Tidak mungkin dia memberi bekal itu kepada Kiba. Bukan masalah tidak enak dengan Hinata. Tapi dia tidak rela jika makanan yang dibuat Hinata untuknya, malah dimakan oleh orang lain. Apalagi sekarang dia sudah tahu tentang seberapa enaknya masakan Hinata.
Naruto mengeluarkan bekal dan dompet. Mengambil beberapa lembar dari dompetnya dan memberikannya pada Kiba. "Kau saja yang beli. Sekalian mentraktir semuanya," ucapnya santai tanpa sedikitpun nada menyombongkan diri.
Kiba memang orang yang jujur. Dia tidak akan berpura-pura jadi orang kaya hanya untuk mendapatkan seorang gadis. Dia adalah pria yang apa adanya.
Kiba tersenyum dan segera melesat memesan makanan setelah bertanya pada yang lain.
"Hm?" Sakura bergumam bingung akan satu hal. "Hinata, bekalmu sama dengan punya Naruto?"

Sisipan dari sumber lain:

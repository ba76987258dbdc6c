// SPDX-License-Identifier: MPL-2.0
//! Directory scanner module for finding carousel images.
//!
//! Scans a directory for supported image formats, filters them, and sorts
//! them alphabetically (case-insensitive) so the ring order is stable.

use crate::carousel::CarouselItem;
use crate::error::Result;
use std::path::{Path, PathBuf};

/// Extensions the Iced image widget can decode.
pub const SUPPORTED_IMAGE_EXTENSIONS: &[&str] =
    &["png", "jpg", "jpeg", "gif", "bmp", "webp", "ico", "tiff", "tif"];

/// Returns true when `path` has a supported image extension.
#[must_use]
pub fn is_supported_image(path: &Path) -> bool {
    path.extension()
        .and_then(|ext| ext.to_str())
        .map(|ext| {
            SUPPORTED_IMAGE_EXTENSIONS
                .iter()
                .any(|supported| ext.eq_ignore_ascii_case(supported))
        })
        .unwrap_or(false)
}

/// Sorts paths by file name, ignoring case. Ties keep the full path order.
pub fn sort_alphabetically(paths: &mut [PathBuf]) {
    paths.sort_by(|a, b| {
        let key = |path: &Path| {
            path.file_name()
                .map(|name| name.to_string_lossy().to_lowercase())
                .unwrap_or_default()
        };
        key(a).cmp(&key(b)).then_with(|| a.cmp(b))
    });
}

/// Lists the supported images directly inside `directory`, sorted.
///
/// Returns an error if the directory cannot be read.
pub fn scan_images(directory: &Path) -> Result<Vec<PathBuf>> {
    let mut images = Vec::new();

    for entry in std::fs::read_dir(directory)? {
        let entry = entry?;
        let path = entry.path();

        if path.is_file() && is_supported_image(&path) {
            images.push(path);
        }
    }

    sort_alphabetically(&mut images);
    tracing::debug!(
        directory = %directory.display(),
        count = images.len(),
        "scanned image directory"
    );
    Ok(images)
}

/// Scans `directory` and wraps every image as a carousel item.
pub fn scan_items(directory: &Path) -> Result<Vec<CarouselItem>> {
    Ok(scan_images(directory)?
        .into_iter()
        .map(CarouselItem::Image)
        .collect())
}

#[cfg(test)]
mod tests {
    use super::*;
    use std::fs;
    use tempfile::tempdir;

    fn touch(dir: &Path, name: &str) -> PathBuf {
        let path = dir.join(name);
        fs::write(&path, b"").expect("failed to create file");
        path
    }

    #[test]
    fn supported_extensions_are_case_insensitive() {
        assert!(is_supported_image(Path::new("a.PNG")));
        assert!(is_supported_image(Path::new("b.jpeg")));
        assert!(is_supported_image(Path::new("c.WebP")));
        assert!(!is_supported_image(Path::new("notes.txt")));
        assert!(!is_supported_image(Path::new("no_extension")));
    }

    #[test]
    fn scan_filters_and_sorts_images() {
        let temp_dir = tempdir().expect("failed to create temp dir");
        let dir = temp_dir.path();
        let b = touch(dir, "b.jpg");
        let a = touch(dir, "A.png");
        let c = touch(dir, "c.gif");
        touch(dir, "readme.md");
        fs::create_dir(dir.join("nested.png")).expect("failed to create dir");

        let images = scan_images(dir).expect("scan should succeed");
        assert_eq!(images, vec![a, b, c]);
    }

    #[test]
    fn scan_items_wraps_paths() {
        let temp_dir = tempdir().expect("failed to create temp dir");
        let path = touch(temp_dir.path(), "only.png");

        let items = scan_items(temp_dir.path()).expect("scan should succeed");
        assert_eq!(items, vec![CarouselItem::Image(path)]);
    }

    #[test]
    fn missing_directory_is_an_error() {
        let temp_dir = tempdir().expect("failed to create temp dir");
        assert!(scan_images(&temp_dir.path().join("missing")).is_err());
    }
}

Pertanyaan itu sempat membuat Naruto sedikit tersedak dan Hinata terdiam. Benar, bekal mereka memang sama karena dimasak oleh satu orang. Tapi bukan itu masalahnya, bagaimana cara menjelaskannya?
"Memangnya kenapa?" Itu bukan jawaban Naruto ataupun Hinata, tapi Shikamaru dengan wajah malasnya. "Yang namanya makanan itu sama, dan kebetulan memang sering terjadi. Lagipula itu menu bekal yang umum, wajar kalau sama."
Oh, Shikamaru … kau tidak tahu betapa terharunya Naruto atas pembelaanmu.
Satu kalimat penjelasan dari Shika mampu membuat Ino, Sakura, dan Tenten mengangguk mengerti. Tapi bagaimana dengan Gaara dan Sasuke? Keduanya menatap pria Nara itu dengan pandangan curiga. Jelas bukan style seorang Nara Shikamaru jika harus repot menjelaskan hal yang bukan urusannya.
Tapi sebelum kecurigaan itu di tunjukkan, Kiba sudah kembali dengan cengirannya. "Aku sudah memesan, sebentar lagi pasti akan diantar."
"Aku makan duluan." Gaara, tanpa menunggu respon langsung memakan bekalnya dengan tenang, terlalu tenang untuk seukuran pria 21 tahun yang makan bekal buatan sang kakak. Tapi dia tidak peduli akan hal itu.
"Naruto-kuuunnn~" Oh, demi Tuhan, Naruto benci suara itu.
Greb
Dan lebih benci lagi ketika tangannya langsung dipeluk seperti itu.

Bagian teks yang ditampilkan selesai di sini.